Nicholas Carr is an acclaimed writer whose work focuses on the intersection of technology, economics, and culture. His path-breaking article, “Is Google Making Us Stupid?” provoked a wide-ranging debate in the media, and was later expanded into the Pulitzer Prize-finalist and New York Times bestselling book, The Shallows: What the Internet Is Doing to Our Brains — now hailed as “a modern classic,” and a touchstone for debates on technology’s effects on our thoughts and perceptions. His other influential books include The Glass Cage: How Our Computers Are Changing Us, and Utopia Is Creepy. Since 2005, Carr has written the popular blog Rough Type. His writings have also appeared in leading publications including The Atlantic, Wall Street Journal, Washington Post, Wired, Nature, and MIT Technology Review.

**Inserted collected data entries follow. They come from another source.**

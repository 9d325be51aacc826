//! CLI commands

pub mod evaluate;
pub mod response;
pub mod schema;
pub mod split;

use std::path::Path;

use anyhow::{Context, Result};
use docsense_eval::ReportFormat;

use crate::console::CliConsole;

/// Parse a `--format` value, falling back to the table layout
pub(crate) fn report_format(console: &CliConsole, format: &str) -> ReportFormat {
    format.parse().unwrap_or_else(|e: String| {
        tracing::warn!("Falling back to table output: {}", e);
        console.warn(&format!("{}, using table", e));
        ReportFormat::Table
    })
}

/// Print a rendered report or write it to `output`
pub(crate) async fn emit(
    console: &CliConsole,
    rendered: &str,
    output: Option<&Path>,
) -> Result<()> {
    match output {
        Some(path) => {
            tokio::fs::write(path, rendered)
                .await
                .with_context(|| format!("Failed to write report to {}", path.display()))?;
            console.success(&format!("Report written to {}", path.display()));
        }
        None => println!("{}", rendered),
    }
    Ok(())
}
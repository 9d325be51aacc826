//! Test dataset preparation
//!
//! Scans one folder per document type, shuffles the images with a seeded
//! RNG and holds out a share of them as the test set.

mod splitter;

pub use splitter::{DatasetSplit, DatasetSplitter, TestSample};
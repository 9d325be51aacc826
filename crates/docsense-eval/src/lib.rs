//! Document Classification Evaluation
//!
//! This crate scores a document classifier against ground truth: per-class
//! precision, recall and F1, overall accuracy, macro-F1 and the list of
//! misclassified documents. It also covers the plumbing around an
//! evaluation run.
//!
//! # Features
//!
//! - **Label Metrics**: Per-class counts, accuracy, macro and weighted F1,
//!   confusion matrix
//! - **Field Metrics**: Per-field extraction accuracy with tolerant matching
//! - **Dataset Splitting**: Deterministic seeded train/test split of
//!   category folders
//! - **Response Parsing**: Recovers JSON from raw model output
//! - **Report Generation**: Table, JSON and Markdown output formats
//!
//! # Example
//!
//! ```rust
//! use docsense_eval::{LabeledSample, evaluate};
//!
//! let samples = vec![
//!     LabeledSample::new("1.jpg", "check", "check"),
//!     LabeledSample::new("2.jpg", "check", "utility_bill"),
//! ];
//! let report = evaluate(&samples).unwrap();
//! assert_eq!(report.overall.accuracy, 0.5);
//! assert_eq!(report.misclassified[0].identifier, "2.jpg");
//! ```

pub mod config;
pub mod dataset;
pub mod error;
pub mod metrics;
pub mod report;
pub mod response;
pub mod samples;
pub mod schema;

// Re-exports for convenience
pub use config::EvalConfig;
pub use dataset::{DatasetSplit, DatasetSplitter, TestSample};
pub use error::{EvalError, EvalResult};
pub use metrics::{
    ClassMetrics, ConfusionMatrix, Evaluator, FieldEvaluator, FieldReport, MetricsReport,
    OverallMetrics, evaluate,
};
pub use report::{ReportFormat, generate_field_report, generate_report};
pub use response::{ResponseParser, predicted_label};
pub use samples::{FieldComparison, LabeledSample, SampleLoader};
pub use schema::{DocumentType, FieldMatcher};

Carr is a visiting professor of sociology at Williams College in Massachusetts and is the former executive editor of the Harvard Business Review. In 2015, he received the Neil Postman Award for Career Achievement in Public Intellectual Activity from the Media Ecology Association. Carr is a former member of the Encyclopedia Britannica’s editorial board of advisors, was on the steering board of the World Economic Forum’s cloud computing project, and was a writer-in-residence at the University of California at Berkeley’s journalism school.
In this episode of Intersections, Nicholas joins us to discuss the pitfalls of our increasing dependence on technology, and how it impacts us, our relationships, and our communities. He explores two ways to forge a new kind of self-reliance that helps us stay grounded and yet make the most of the positive influences of our technologies.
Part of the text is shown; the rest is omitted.